What the exercise asks: Please copy, character for character, each line from the beginning of the listing to the line containing "by full path.", including both.

Input material:
####
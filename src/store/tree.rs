//src/store/tree.rs
// Local backends keep the tree as flat `(path, scalar)` leaf rows. Writing a
// node replaces every leaf at or below it; reading re-assembles the nested
// value from the leaves sorted by path.

use super::{Error, KeyPath};
use serde_json::{Map, Value};

/// Storage of leaf rows keyed by full path.
pub(crate) trait LeafTable {
    /// Leaf at `base` plus every leaf below it, sorted by path.
    fn leaves_under(&self, base: &str) -> Result<Vec<(String, Value)>, Error>;
    /// Deletes the leaf at `base` and every leaf below it.
    fn delete_under(&mut self, base: &str) -> Result<(), Error>;
    fn delete_exact(&mut self, path: &str) -> Result<(), Error>;
    fn insert_leaf(&mut self, path: &str, leaf: &Value) -> Result<(), Error>;
}

/// Exclusive upper bound of the key range holding the descendants of `base`.
/// `'0'` is the character right after `'/'`.
pub(crate) fn descendant_range(base: &str) -> (String, String) {
    (format!("{base}/"), format!("{base}0"))
}

fn flatten_into(path: &KeyPath, value: &Value, out: &mut Vec<(String, Value)>) -> Result<(), Error> {
    match value {
        Value::Null => {}
        Value::Object(map) => {
            for (key, child) in map {
                flatten_into(&path.child(key)?, child, out)?;
            }
        }
        Value::Array(items) => {
            for (index, child) in items.iter().enumerate() {
                flatten_into(&path.child(&index.to_string())?, child, out)?;
            }
        }
        scalar => out.push((path.to_string(), scalar.clone())),
    }
    Ok(())
}

/// Leaf rows for `value` written at `path`. Nulls and empty containers
/// produce no rows.
pub(crate) fn flatten(path: &KeyPath, value: &Value) -> Result<Vec<(String, Value)>, Error> {
    let mut out = Vec::new();
    flatten_into(path, value, &mut out)?;
    Ok(out)
}

fn insert_at(node: &mut Value, segments: &[&str], leaf: Value) {
    let Value::Object(map) = node else { return };
    match segments {
        [] => {}
        [last] => {
            map.insert((*last).to_string(), leaf);
        }
        [first, rest @ ..] => {
            let child = map
                .entry((*first).to_string())
                .or_insert_with(|| Value::Object(Map::new()));
            insert_at(child, rest, leaf);
        }
    }
}

// Objects keyed exactly 0..n come back as arrays, like the remote tree does.
fn restore_arrays(value: Value) -> Value {
    let Value::Object(map) = value else {
        return value;
    };
    let map: Map<String, Value> = map
        .into_iter()
        .map(|(k, v)| (k, restore_arrays(v)))
        .collect();

    let mut indexed = Vec::with_capacity(map.len());
    for (key, child) in &map {
        match key.parse::<usize>() {
            Ok(i) if i.to_string() == *key => indexed.push((i, child.clone())),
            _ => return Value::Object(map),
        }
    }
    indexed.sort_by_key(|(i, _)| *i);
    if indexed.iter().enumerate().all(|(pos, (i, _))| pos == *i) {
        Value::Array(indexed.into_iter().map(|(_, v)| v).collect())
    } else {
        Value::Object(map)
    }
}

/// Rebuilds the value rooted at `base` from its leaf rows.
pub(crate) fn assemble(base: &str, rows: Vec<(String, Value)>) -> Option<Value> {
    let prefix = format!("{base}/");
    let mut root: Option<Value> = None;
    for (path, leaf) in rows {
        if path == base {
            // a leaf never has descendants
            return Some(leaf);
        }
        let Some(rest) = path.strip_prefix(&prefix) else {
            continue;
        };
        let segments: Vec<&str> = rest.split('/').collect();
        let node = root.get_or_insert_with(|| Value::Object(Map::new()));
        insert_at(node, &segments, leaf);
    }
    root.map(restore_arrays)
}

pub(crate) fn read<T: LeafTable>(table: &T, path: &KeyPath) -> Result<Option<Value>, Error> {
    let base = path.to_string();
    Ok(assemble(&base, table.leaves_under(&base)?))
}

fn apply<T: LeafTable>(table: &mut T, path: &KeyPath, leaves: &[(String, Value)]) -> Result<(), Error> {
    // a scalar sitting on an ancestor would shadow the new subtree
    for ancestor in path.ancestors() {
        table.delete_exact(&ancestor)?;
    }
    table.delete_under(&path.to_string())?;
    for (leaf_path, leaf) in leaves {
        table.insert_leaf(leaf_path, leaf)?;
    }
    Ok(())
}

/// Replaces the subtree at `path` with `value`.
pub(crate) fn write<T: LeafTable>(table: &mut T, path: &KeyPath, value: &Value) -> Result<(), Error> {
    let leaves = flatten(path, value)?;
    apply(table, path, &leaves)
}

/// Replaces each named child of `path`. Every key is validated before the
/// first write.
pub(crate) fn merge<T: LeafTable>(
    table: &mut T,
    path: &KeyPath,
    fields: &Map<String, Value>,
) -> Result<(), Error> {
    let planned = fields
        .iter()
        .map(|(key, value)| {
            let child = path.child(key)?;
            let leaves = flatten(&child, value)?;
            Ok((child, leaves))
        })
        .collect::<Result<Vec<_>, Error>>()?;
    for (child, leaves) in &planned {
        apply(table, child, leaves)?;
    }
    Ok(())
}

pub(crate) fn remove<T: LeafTable>(table: &mut T, path: &KeyPath) -> Result<(), Error> {
    table.delete_under(&path.to_string())
}

#[cfg(test)]
mod tests {
    use super::*;
    use serde_json::json;

    #[test]
    fn flatten_skips_nulls_and_nests_paths() {
        let path = KeyPath::parse("exercises/e1").unwrap();
        let leaves = flatten(
            &path,
            &json!({"name": "Squat", "parameters": {"weight": ""}, "gone": null, "tags": ["a", "b"]}),
        )
        .unwrap();
        let paths: Vec<&str> = leaves.iter().map(|(p, _)| p.as_str()).collect();
        assert_eq!(
            paths,
            vec![
                "exercises/e1/name",
                "exercises/e1/parameters/weight",
                "exercises/e1/tags/0",
                "exercises/e1/tags/1",
            ]
        );
    }

    #[test]
    fn flatten_rejects_keys_with_slashes() {
        let path = KeyPath::parse("categories/c1").unwrap();
        assert!(flatten(&path, &json!({"a/b": 1})).is_err());
    }

    #[test]
    fn assemble_restores_objects_and_arrays() {
        let rows = vec![
            ("s/1/exercises/0/sets".to_string(), json!(3)),
            ("s/1/exercises/1/sets".to_string(), json!(4)),
            ("s/1/name".to_string(), json!("Push")),
        ];
        let value = assemble("s/1", rows).unwrap();
        assert_eq!(
            value,
            json!({"exercises": [{"sets": 3}, {"sets": 4}], "name": "Push"})
        );
    }

    #[test]
    fn sparse_index_maps_stay_objects() {
        let rows = vec![("x/0".to_string(), json!(1)), ("x/2".to_string(), json!(3))];
        assert_eq!(assemble("x", rows).unwrap(), json!({"0": 1, "2": 3}));
    }

    #[test]
    fn descendant_range_excludes_siblings_with_common_prefix() {
        let (lo, hi) = descendant_range("exercises/e1");
        assert!("exercises/e1/name".to_string() >= lo);
        assert!("exercises/e1/name".to_string() < hi);
        assert!("exercises/e10/name".to_string() >= hi);
    }
}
####
Output for this exercise:
filename src/store/tree.rs
//src/store/tree.rs
// Local backends keep the tree as flat `(path, scalar)` leaf rows. Writing a
// node replaces every leaf at or below it; reading re-assembles the nested
// value from the leaves sorted by path.

use super::{Error, KeyPath};
use serde_json::{Map, Value};

/// Storage of leaf rows keyed by full path.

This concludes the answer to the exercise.